Ночью, по дороге в Минск, сидя в микроавтобусе меж умаянных съемками и дорогой киношников, я всё время думал о том давнем случае. А вернувшись домой быстро написал «Облаву».
Зенон Позняк стремился утвердить в БНФ строгую партийную дисциплину, учет и всё прочее, присущее постоянно действующей политической организации. Нельзя было более двух раз пропустить заседания сойма, на всех членов БНФ завели учетные карточки. Это, наверное, было необходимо, потому что министерство юстиции строго следило за соблюдением формальностей, чтобы, чуть что не так, придраться и запретить Фронт. Оформления его структуры и признания прав Позняк добился при яростном сопротивлении властей, а оно было яростным даже в относительно либеральные времена Шушкевича.
Конечно, суровый ригоризм Позняка нравился далеко не всем фронтовцам. Несомненно, честные и умные хлопцы, в большинстве интеллигенты, собравшись вместе, нередко заявляли о несогласии с лидером. Это несогласие касалось в основном тактики; стратегия ни у кого не вызывала сомнения, потому что стратегией была сама Беларусь, которой все они были преданы. Я любил и уважал их всех — всегда философски-рассудительно настроенного Юрия Ходыко, весельчака Валентина Голубева, неугомонного Вячеслава Сивчика, красноречивого Винцука Вечерку, по-деловому сосредоточенного Сергея Наумчика. Несколько позже к ним присоединился очень интеллигентный парень Лявон Борщевский. Славные были возле них и девчата, хотя, в силу женского характера,[424] не всегда ладившие одна с другой. Но все рассудительные и образованные.

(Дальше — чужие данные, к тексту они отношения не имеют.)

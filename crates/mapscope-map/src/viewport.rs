//! Map view state and pixel/map coordinate transformation.
//!
//! Pixels have (0,0) at the top-left of the map element with +Y down; map
//! coordinates are EPSG:3857 meters with +Y up. Zoom levels follow the web
//! mercator tile pyramid: resolution halves with every zoom level.

use std::fmt;

use crate::extent::Extent;
use crate::geometry::Coordinate;

/// Resolution (meters per pixel) at zoom level 0.
pub const MAX_RESOLUTION: f64 = 156_543.033_927_980_97;

/// Deepest zoom level the view accepts.
pub const MAX_ZOOM: f64 = 28.0;

/// A position on the map element in pixels.
#[derive(Debug, Clone, Copy, PartialEq, Default)]
pub struct Pixel {
    pub x: f64,
    pub y: f64,
}

impl Pixel {
    pub fn new(x: f64, y: f64) -> Self {
        Self { x, y }
    }
}

/// Padding and zoom cap for fitting an extent.
#[derive(Debug, Clone, Copy, PartialEq)]
pub struct FitOptions {
    /// Padding in pixels: top, right, bottom, left.
    pub padding: [f64; 4],
    /// Zoom level the fit will not exceed.
    pub max_zoom: Option<f64>,
}

impl FitOptions {
    /// Uniform padding without a zoom cap.
    pub fn padded(padding: f64) -> Self {
        Self {
            padding: [padding; 4],
            max_zoom: None,
        }
    }

    pub fn with_max_zoom(mut self, max_zoom: f64) -> Self {
        self.max_zoom = Some(max_zoom);
        self
    }
}

/// The view: center, resolution and map element size.
#[derive(Debug, Clone, PartialEq)]
pub struct Viewport {
    center: Coordinate,
    resolution: f64,
    width: f64,
    height: f64,
}

impl Viewport {
    /// Creates a view of `width` x `height` pixels centered on `center` at
    /// `zoom`.
    pub fn new(width: f64, height: f64, center: Coordinate, zoom: f64) -> Self {
        Self {
            center,
            resolution: resolution_for_zoom(zoom),
            width,
            height,
        }
    }

    pub fn width(&self) -> f64 {
        self.width
    }

    pub fn height(&self) -> f64 {
        self.height
    }

    /// Sets the map element size (window resize).
    pub fn set_size(&mut self, width: f64, height: f64) {
        self.width = width;
        self.height = height;
    }

    pub fn center(&self) -> Coordinate {
        self.center
    }

    pub fn set_center(&mut self, center: Coordinate) {
        self.center = center;
    }

    /// Map meters per pixel.
    pub fn resolution(&self) -> f64 {
        self.resolution
    }

    /// Fractional zoom level.
    pub fn zoom(&self) -> f64 {
        zoom_for_resolution(self.resolution)
    }

    /// Sets the zoom level, clamped to `0..=MAX_ZOOM`.
    pub fn set_zoom(&mut self, zoom: f64) {
        self.resolution = resolution_for_zoom(zoom);
    }

    /// Pans by a pixel delta (drag semantics: content follows the pointer).
    pub fn pan_by_pixels(&mut self, dx: f64, dy: f64) {
        self.center.x -= dx * self.resolution;
        self.center.y += dy * self.resolution;
    }

    /// Converts a pixel to map coordinates.
    ///
    /// ```text
    /// x = center.x + (px - width / 2) * resolution
    /// y = center.y - (py - height / 2) * resolution
    /// ```
    pub fn pixel_to_coordinate(&self, pixel: Pixel) -> Coordinate {
        Coordinate::new(
            self.center.x + (pixel.x - self.width / 2.0) * self.resolution,
            self.center.y - (pixel.y - self.height / 2.0) * self.resolution,
        )
    }

    /// Converts map coordinates to a pixel.
    pub fn coordinate_to_pixel(&self, c: Coordinate) -> Pixel {
        Pixel::new(
            (c.x - self.center.x) / self.resolution + self.width / 2.0,
            (self.center.y - c.y) / self.resolution + self.height / 2.0,
        )
    }

    /// Extent currently visible.
    pub fn visible_extent(&self) -> Extent {
        let half_w = self.width / 2.0 * self.resolution;
        let half_h = self.height / 2.0 * self.resolution;
        Extent::new(
            self.center.x - half_w,
            self.center.y - half_h,
            self.center.x + half_w,
            self.center.y + half_h,
        )
    }

    /// Fits an extent into the view leaving `options.padding` pixels free on
    /// each side.
    ///
    /// A degenerate extent (a single point) is centered at `max_zoom`, or at
    /// the current zoom without a cap. Returns false for the empty extent,
    /// leaving the view unchanged.
    pub fn fit_extent(&mut self, extent: &Extent, options: FitOptions) -> bool {
        let Some(center) = extent.center() else {
            return false;
        };
        let [top, right, bottom, left] = options.padding;
        let avail_w = (self.width - left - right).max(1.0);
        let avail_h = (self.height - top - bottom).max(1.0);

        let mut resolution = (extent.width() / avail_w).max(extent.height() / avail_h);
        if resolution <= 0.0 {
            resolution = options
                .max_zoom
                .map(resolution_for_zoom)
                .unwrap_or(self.resolution);
        }
        if let Some(max_zoom) = options.max_zoom {
            resolution = resolution.max(resolution_for_zoom(max_zoom));
        }
        self.resolution = resolution.clamp(resolution_for_zoom(MAX_ZOOM), MAX_RESOLUTION);

        // Shift the center so the extent sits in the middle of the padded area.
        let dx = (right - left) / 2.0 * self.resolution;
        let dy = (top - bottom) / 2.0 * self.resolution;
        self.center = Coordinate::new(center.x + dx, center.y + dy);
        true
    }
}

impl fmt::Display for Viewport {
    fn fmt(&self, f: &mut fmt::Formatter<'_>) -> fmt::Result {
        write!(
            f,
            "Zoom: {:.2} | Center: ({:.1}, {:.1})",
            self.zoom(),
            self.center.x,
            self.center.y
        )
    }
}

/// Resolution at a zoom level, with the zoom clamped to `0..=MAX_ZOOM`.
pub fn resolution_for_zoom(zoom: f64) -> f64 {
    MAX_RESOLUTION / 2f64.powf(zoom.clamp(0.0, MAX_ZOOM))
}

/// Zoom level for a resolution.
pub fn zoom_for_resolution(resolution: f64) -> f64 {
    (MAX_RESOLUTION / resolution).log2()
}

#[cfg(test)]
mod tests {
    use super::*;

    fn view() -> Viewport {
        Viewport::new(800.0, 600.0, Coordinate::new(0.0, 0.0), 10.0)
    }

    #[test]
    fn test_pixel_round_trip() {
        let v = view();
        let c = v.pixel_to_coordinate(Pixel::new(400.0, 300.0));
        assert_eq!(c, Coordinate::new(0.0, 0.0));

        let p = Pixel::new(123.0, 456.0);
        let back = v.coordinate_to_pixel(v.pixel_to_coordinate(p));
        assert!((back.x - p.x).abs() < 1e-9);
        assert!((back.y - p.y).abs() < 1e-9);
    }

    #[test]
    fn test_y_axis_flipped() {
        let v = view();
        let top = v.pixel_to_coordinate(Pixel::new(400.0, 0.0));
        assert!(top.y > 0.0);
    }

    #[test]
    fn test_fit_extent_respects_padding() {
        let mut v = view();
        let extent = Extent::new(1000.0, 2000.0, 5000.0, 4000.0);
        assert!(v.fit_extent(&extent, FitOptions::padded(100.0)));

        let min = v.coordinate_to_pixel(Coordinate::new(extent.min_x, extent.min_y));
        let max = v.coordinate_to_pixel(Coordinate::new(extent.max_x, extent.max_y));
        assert!(min.x >= 100.0 - 1e-6);
        assert!(max.x <= 700.0 + 1e-6);
        assert!(max.y >= 100.0 - 1e-6);
        assert!(min.y <= 500.0 + 1e-6);
    }

    #[test]
    fn test_fit_point_uses_max_zoom() {
        let mut v = view();
        let point = Extent::from_corners(Coordinate::new(50.0, 50.0), Coordinate::new(50.0, 50.0));
        assert!(v.fit_extent(&point, FitOptions::padded(50.0).with_max_zoom(15.0)));
        assert!((v.zoom() - 15.0).abs() < 1e-9);
        assert_eq!(v.center(), Coordinate::new(50.0, 50.0));
    }

    #[test]
    fn test_fit_empty_is_noop() {
        let mut v = view();
        let before = v.clone();
        assert!(!v.fit_extent(&Extent::empty(), FitOptions::padded(10.0)));
        assert_eq!(v, before);
    }
}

Аналитические способности Позняка казались безграничными. Похоже, он знал про Беларусь всё — и про современную, и историческую, слушать его суждения о ней можно было часами, хотя он и не отличался особым красноречием. Но это был человек, на всю жизнь заболевший Беларусью. Я очень ценил это его качество, и даже когда не во всём был с ним согласен, когда мне не всё нравилось в его максимах, не хотел перечить. Я не чувствовал за собой права возражать человеку, одержимому великой идеей.
Правда, Адамович, встретившись во время одного из своих приездов в Минск с Позняком, сказал мне, что этот человек действительно может претендовать на лидерство в Беларуси, единственный его недостаток — одержимость. Нехорошо быть одержимым, тем более — идеей. Самые благородные идеи терпят крах именно из-за одержимости и провозвестников. В принципе я был с этим согласен, но не в отношении Позняка. Я полагал, что аполитичной, кроткой Беларуси необходим именно такой лидер. Только такой способен разбудить нацию, которая многое проспала за века своей истории.